**Problem to work on:**
Carry over every entry exactly as it appears in the records.

(Entries taken from a collection)
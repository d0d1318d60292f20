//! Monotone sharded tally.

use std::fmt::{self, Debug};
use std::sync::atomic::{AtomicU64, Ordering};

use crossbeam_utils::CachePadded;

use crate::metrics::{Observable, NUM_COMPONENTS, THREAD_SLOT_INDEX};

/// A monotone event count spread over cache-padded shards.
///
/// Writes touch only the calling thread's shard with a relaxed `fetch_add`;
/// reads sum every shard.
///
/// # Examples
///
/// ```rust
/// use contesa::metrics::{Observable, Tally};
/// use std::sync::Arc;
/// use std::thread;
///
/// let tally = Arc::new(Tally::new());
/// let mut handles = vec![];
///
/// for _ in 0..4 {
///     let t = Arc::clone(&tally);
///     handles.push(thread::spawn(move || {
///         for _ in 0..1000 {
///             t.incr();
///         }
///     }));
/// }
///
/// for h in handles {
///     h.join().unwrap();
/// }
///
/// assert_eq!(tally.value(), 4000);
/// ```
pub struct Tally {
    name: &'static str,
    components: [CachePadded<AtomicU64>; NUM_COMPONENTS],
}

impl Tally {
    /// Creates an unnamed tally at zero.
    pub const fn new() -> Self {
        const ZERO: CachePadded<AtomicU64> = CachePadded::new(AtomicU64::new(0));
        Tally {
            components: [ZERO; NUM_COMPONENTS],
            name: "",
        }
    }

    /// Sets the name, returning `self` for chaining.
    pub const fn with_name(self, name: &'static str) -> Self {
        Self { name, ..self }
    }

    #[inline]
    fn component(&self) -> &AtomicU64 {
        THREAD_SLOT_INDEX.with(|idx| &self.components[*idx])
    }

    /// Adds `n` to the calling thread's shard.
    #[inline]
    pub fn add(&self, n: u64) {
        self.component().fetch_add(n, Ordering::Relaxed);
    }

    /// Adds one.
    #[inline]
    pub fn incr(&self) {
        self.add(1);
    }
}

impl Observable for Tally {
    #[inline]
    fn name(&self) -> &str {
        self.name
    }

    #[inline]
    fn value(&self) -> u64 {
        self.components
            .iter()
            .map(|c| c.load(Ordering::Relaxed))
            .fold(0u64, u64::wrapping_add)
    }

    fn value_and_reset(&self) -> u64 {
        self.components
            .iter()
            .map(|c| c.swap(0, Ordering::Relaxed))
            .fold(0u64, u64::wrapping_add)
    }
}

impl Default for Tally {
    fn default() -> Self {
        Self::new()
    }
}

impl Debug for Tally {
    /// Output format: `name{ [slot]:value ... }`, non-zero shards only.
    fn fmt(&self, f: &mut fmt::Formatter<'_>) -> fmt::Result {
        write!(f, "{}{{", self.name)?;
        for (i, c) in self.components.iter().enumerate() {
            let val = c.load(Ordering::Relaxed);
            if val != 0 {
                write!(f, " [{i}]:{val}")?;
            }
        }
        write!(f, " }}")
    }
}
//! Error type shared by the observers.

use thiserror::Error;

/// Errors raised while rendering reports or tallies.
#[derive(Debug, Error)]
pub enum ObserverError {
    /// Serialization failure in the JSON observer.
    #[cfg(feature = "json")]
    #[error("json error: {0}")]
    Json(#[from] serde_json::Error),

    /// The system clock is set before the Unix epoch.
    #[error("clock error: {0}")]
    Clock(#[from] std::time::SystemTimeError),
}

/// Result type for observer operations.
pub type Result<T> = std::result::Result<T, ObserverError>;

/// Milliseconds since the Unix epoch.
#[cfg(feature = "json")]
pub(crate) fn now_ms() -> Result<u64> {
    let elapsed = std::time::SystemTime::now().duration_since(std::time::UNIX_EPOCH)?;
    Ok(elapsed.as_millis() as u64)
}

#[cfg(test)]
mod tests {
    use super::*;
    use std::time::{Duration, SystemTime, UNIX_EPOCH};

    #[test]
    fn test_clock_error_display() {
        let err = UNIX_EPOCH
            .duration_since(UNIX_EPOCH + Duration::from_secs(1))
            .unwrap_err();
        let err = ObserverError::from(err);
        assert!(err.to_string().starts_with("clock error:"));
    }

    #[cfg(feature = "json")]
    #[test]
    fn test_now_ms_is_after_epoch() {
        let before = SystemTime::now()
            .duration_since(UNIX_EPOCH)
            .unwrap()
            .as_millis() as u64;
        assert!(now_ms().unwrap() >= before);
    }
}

**Response below:**
repository d0d1318d60292f20
//! Monotone sharded tally.

use std::fmt::{self, Debug};
use std::sync::atomic::{AtomicU64, Ordering};

use crossbeam_utils::CachePadded;

use crate::metrics::{Observable, NUM_COMPONENTS, THREAD_SLOT_INDEX};

/// A monotone event count spread over cache-padded shards.
///
/// Writes touch only the calling thread's shard with a relaxed `fetch_add`;
/// reads sum every shard.
///
/// # Examples
///
/// ```rust
/// use contesa::metrics::{Observable, Tally};
/// use std::sync::Arc;
/// use std::thread;
///
/// let tally = Arc::new(Tally::new());
/// let mut handles = vec![];
///
/// for _ in 0..4 {
///     let t = Arc::clone(&tally);
///     handles.push(thread::spawn(move || {
///         for _ in 0..1000 {
///             t.incr();
///         }
///     }));
/// }
///
/// for h in handles {
///     h.join().unwrap();
/// }
///
/// assert_eq!(tally.value(), 4000);
/// ```
pub struct Tally {
    name: &'static str,
    components: [CachePadded<AtomicU64>; NUM_COMPONENTS],
}

impl Tally {
    /// Creates an unnamed tally at zero.
    pub const fn new() -> Self {
        const ZERO: CachePadded<AtomicU64> = CachePadded::new(AtomicU64::new(0));
        Tally {
            components: [ZERO; NUM_COMPONENTS],
            name: "",
        }
    }

    /// Sets the name, returning `self` for chaining.
    pub const fn with_name(self, name: &'static str) -> Self {
        Self { name, ..self }
    }

    #[inline]
    fn component(&self) -> &AtomicU64 {
        THREAD_SLOT_INDEX.with(|idx| &self.components[*idx])
    }

    /// Adds `n` to the calling thread's shard.
    #[inline]
    pub fn add(&self, n: u64) {
        self.component().fetch_add(n, Ordering::Relaxed);
    }

    /// Adds one.
    #[inline]
    pub fn incr(&self) {
        self.add(1);
    }
}

impl Observable for Tally {
    #[inline]
    fn name(&self) -> &str {
        self.name
    }

    #[inline]
    fn value(&self) -> u64 {
        self.components
            .iter()
            .map(|c| c.load(Ordering::Relaxed))
            .fold(0u64, u64::wrapping_add)
    }

    fn value_and_reset(&self) -> u64 {
        self.components
            .iter()
            .map(|c| c.swap(0, Ordering::Relaxed))
            .fold(0u64, u64::wrapping_add)
    }
}

impl Default for Tally {
    fn default() -> Self {
        Self::new()
    }
}

impl Debug for Tally {
    /// Output format: `name{ [slot]:value ... }`, non-zero shards only.
    fn fmt(&self, f: &mut fmt::Formatter<'_>) -> fmt::Result {
        write!(f, "{}{{", self.name)?;
        for (i, c) in self.components.iter().enumerate() {
            let val = c.load(Ordering::Relaxed);
            if val != 0 {
                write!(f, " [{i}]:{val}")?;
            }
        }
        write!(f, " }}")
    }
}
//! Error type shared by the observers.

use thiserror::Error;

/// Errors raised while rendering reports or tallies.
#[derive(Debug, Error)]
pub enum ObserverError {
    /// Serialization failure in the JSON observer.
    #[cfg(feature = "json")]
    #[error("json error: {0}")]
    Json(#[from] serde_json::Error),

    /// The system clock is set before the Unix epoch.
    #[error("clock error: {0}")]
    Clock(#[from] std::time::SystemTimeError),
}

/// Result type for observer operations.
pub type Result<T> = std::result::Result<T, ObserverError>;

/// Milliseconds since the Unix epoch.
#[cfg(feature = "json")]
pub(crate) fn now_ms() -> Result<u64> {
    let elapsed = std::time::SystemTime::now().duration_since(std::time::UNIX_EPOCH)?;
    Ok(elapsed.as_millis() as u64)
}

#[cfg(test)]
mod tests {
    use super::*;
    use std::time::{Duration, SystemTime, UNIX_EPOCH};

    #[test]
    fn test_clock_error_display() {
        let err = UNIX_EPOCH
            .duration_since(UNIX_EPOCH + Duration::from_secs(1))
            .unwrap_err();
        let err = ObserverError::from(err);
        assert!(err.to_string().starts_with("clock error:"));
    }

    #[cfg(feature = "json")]
    #[test]
    fn test_now_ms_is_after_epoch() {
        let before = SystemTime::now()
            .duration_since(UNIX_EPOCH)
            .unwrap()
            .as_millis() as u64;
        assert!(now_ms().unwrap() >= before);
    }
}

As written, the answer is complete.